Fig. 1: Identification and genetic characterization of Zika virus DVGs with high fitness.

Virus populations enriched in DVGs, passaged in Vero or C6/36 cells, were sequenced and deletions identified. a Computationally-determined neighborhoods enriched with deletions in Vero or C6/36 cells are shown in a 2-dimensional plane representation of the Zika virus genome, with start and end positions of the identified deletions denoted as dots on the plane. Poisson p values for each neighborhood are shown. b Dynamics of deletion enrichment within DVG neighborhoods identified in Vero and C6/36 cells. Enrichment z-scores indicate total enrichment significance of deletions within each neighborhood from all replicates per passage. c, d Hexbin plot of deletions identified following Yellow fever virus 17D (c) or West Nile virus high MOI passaging in SW-13 or C6/36 cells, respectively. Identified deletions with defined start and end positions within each hexagon (>10 nt in length, bin = 100) are shown. The color of each hexagon is relative to the sum of the reads per million of deletions in all passages and replicates.

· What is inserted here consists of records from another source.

impl Chunker {
    pub fn new(rule: Box<dyn HeadingRule>, max_heading_chars: usize) -> Self {
        Self {
            rule,
            max_heading_chars,
        }
    }

    pub fn from_config(config: &ChunkingConfig) -> Result<Self> {
        let rule: Box<dyn HeadingRule> = match config.heading_style {
            HeadingStyle::Numbered => Box::new(NumberedHeading),
            HeadingStyle::Caps => Box::new(CapsHeading),
            HeadingStyle::Auto => Box::new(AnyHeading),
            HeadingStyle::Pattern => {
                let pattern = config.pattern.as_deref().ok_or_else(|| {
                    Error::Config("heading_style = \"pattern\" needs chunking.pattern".into())
                })?;
                Box::new(PatternHeading::new(pattern)?)
            }
        };
        Ok(Self::new(rule, config.max_heading_chars))
    }

    /// Lazily split `text` into chunks in document order.
    pub fn chunks<'a>(&'a self, text: &'a str) -> Chunks<'a> {
        Chunks {
            chunker: self,
            lines: text.lines(),
            current: Heading::default(),
            depth: 0,
            parents: Vec::new(),
            body: Vec::new(),
            outline: HashMap::new(),
            next_id: 0,
        }
    }

    pub fn chunk_all(&self, text: &str) -> Vec<Chunk> {
        self.chunks(text).collect()
    }

    fn detect(&self, line: &str) -> Option<Heading> {
        if line.chars().count() > self.max_heading_chars {
            return None;
        }
        self.rule.detect(line)
    }
}

/// Iterator returned by [`Chunker::chunks`].
pub struct Chunks<'a> {
    chunker: &'a Chunker,
    lines: std::str::Lines<'a>,
    current: Heading,
    depth: u8,
    parents: Vec<String>,
    body: Vec<&'a str>,
    /// Section number -> title, for building `parents`
    outline: HashMap<String, String>,
    next_id: u64,
}

impl<'a> Chunks<'a> {
    fn close(&mut self) -> Option<Chunk> {
        if self.body.is_empty() {
            return None;
        }

        let text = normalize_whitespace(&self.body.join(" "));
        self.body.clear();

        let chunk = Chunk {
            id: self.next_id,
            heading: self.current.title.clone(),
            section: self.current.section.clone(),
            depth: self.depth,
            parents: self.parents.clone(),
            text,
        };
        self.next_id += 1;
        Some(chunk)
    }

    fn open(&mut self, heading: Heading) {
        self.parents.clear();
        self.depth = 0;

        if let Some(section) = &heading.section {
            let parts: Vec<&str> = section.split('.').collect();
            for i in 1..parts.len() {
                let prefix = parts[..i].join(".");
                let title = self
                    .outline
                    .get(&prefix)
                    .cloned()
                    .unwrap_or_else(|| format!("Chapter {}", prefix));
                self.parents.push(title);
            }
            self.depth = u8::try_from(parts.len()).unwrap_or(u8::MAX);
            self.outline.insert(section.clone(), heading.title.clone());
        }

        self.current = heading;
    }
}

impl<'a> Iterator for Chunks<'a> {
    type Item = Chunk;

    fn next(&mut self) -> Option<Chunk> {
        #[allow(clippy::while_let_on_iterator)]
        while let Some(line) = self.lines.next() {
            let line = line.trim();
            if line.is_empty() {
                continue;
            }

            match self.chunker.detect(line) {
                Some(heading) => {
                    let finished = self.close();
                    self.open(heading);
                    if finished.is_some() {
                        return finished;
                    }
                }
                None => self.body.push(line),
            }
        }

        self.close()
    }
}

impl<'a> FusedIterator for Chunks<'a> {}

/// Trim and collapse internal whitespace runs to single spaces.
pub fn normalize_whitespace(text: &str) -> String {
    text.split_whitespace().collect::<Vec<_>>().join(" ")
}

/// Write chunks as JSON lines, replacing `path` atomically.
pub fn write_jsonl(chunks: &[Chunk], path: &Path) -> Result<()> {
    if let Some(parent) = path.parent() {
        if !parent.as_os_str().is_empty() {
            fs::create_dir_all(parent)?;
        }
    }

    let temp_path = path.with_extension("jsonl.tmp");
    {
        let mut out = BufWriter::new(File::create(&temp_path)?);
        for chunk in chunks {
            serde_json::to_writer(&mut out, chunk)?;
            out.write_all(b"\n")?;
        }
        out.flush()?;
    }
    fs::rename(temp_path, path)?;

    Ok(())
}

pub fn read_jsonl(path: &Path) -> Result<Vec<Chunk>> {
    let reader = BufReader::new(File::open(path)?);
    let mut chunks = Vec::new();
    for line in reader.lines() {
        let line = line?;
        if line.trim().is_empty() {
            continue;
        }
        chunks.push(serde_json::from_str(&line)?);
    }
    Ok(chunks)
}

For YFV, passages number 1, 8, 14, and 19 (n = 12) were sequenced and shown. For WNV, data from all passages and replicates (n = 3) are shown. e Putative Zika virus DVG-A genomes identified in Vero or C6/36 cells that conserve the open reading frame aligned against the Zika virus polyprotein. Aligned regions are shown in pink and deleted regions in gray. Dashed lines denote limits of proteins or relevant protein domains. Source data are provided in the Supplementary Data 1 and 2 for Vero and C6/36 data, respectively, and in Supplementary Data 3 and 4 for Yellow fever virus and West Nile virus, respectively.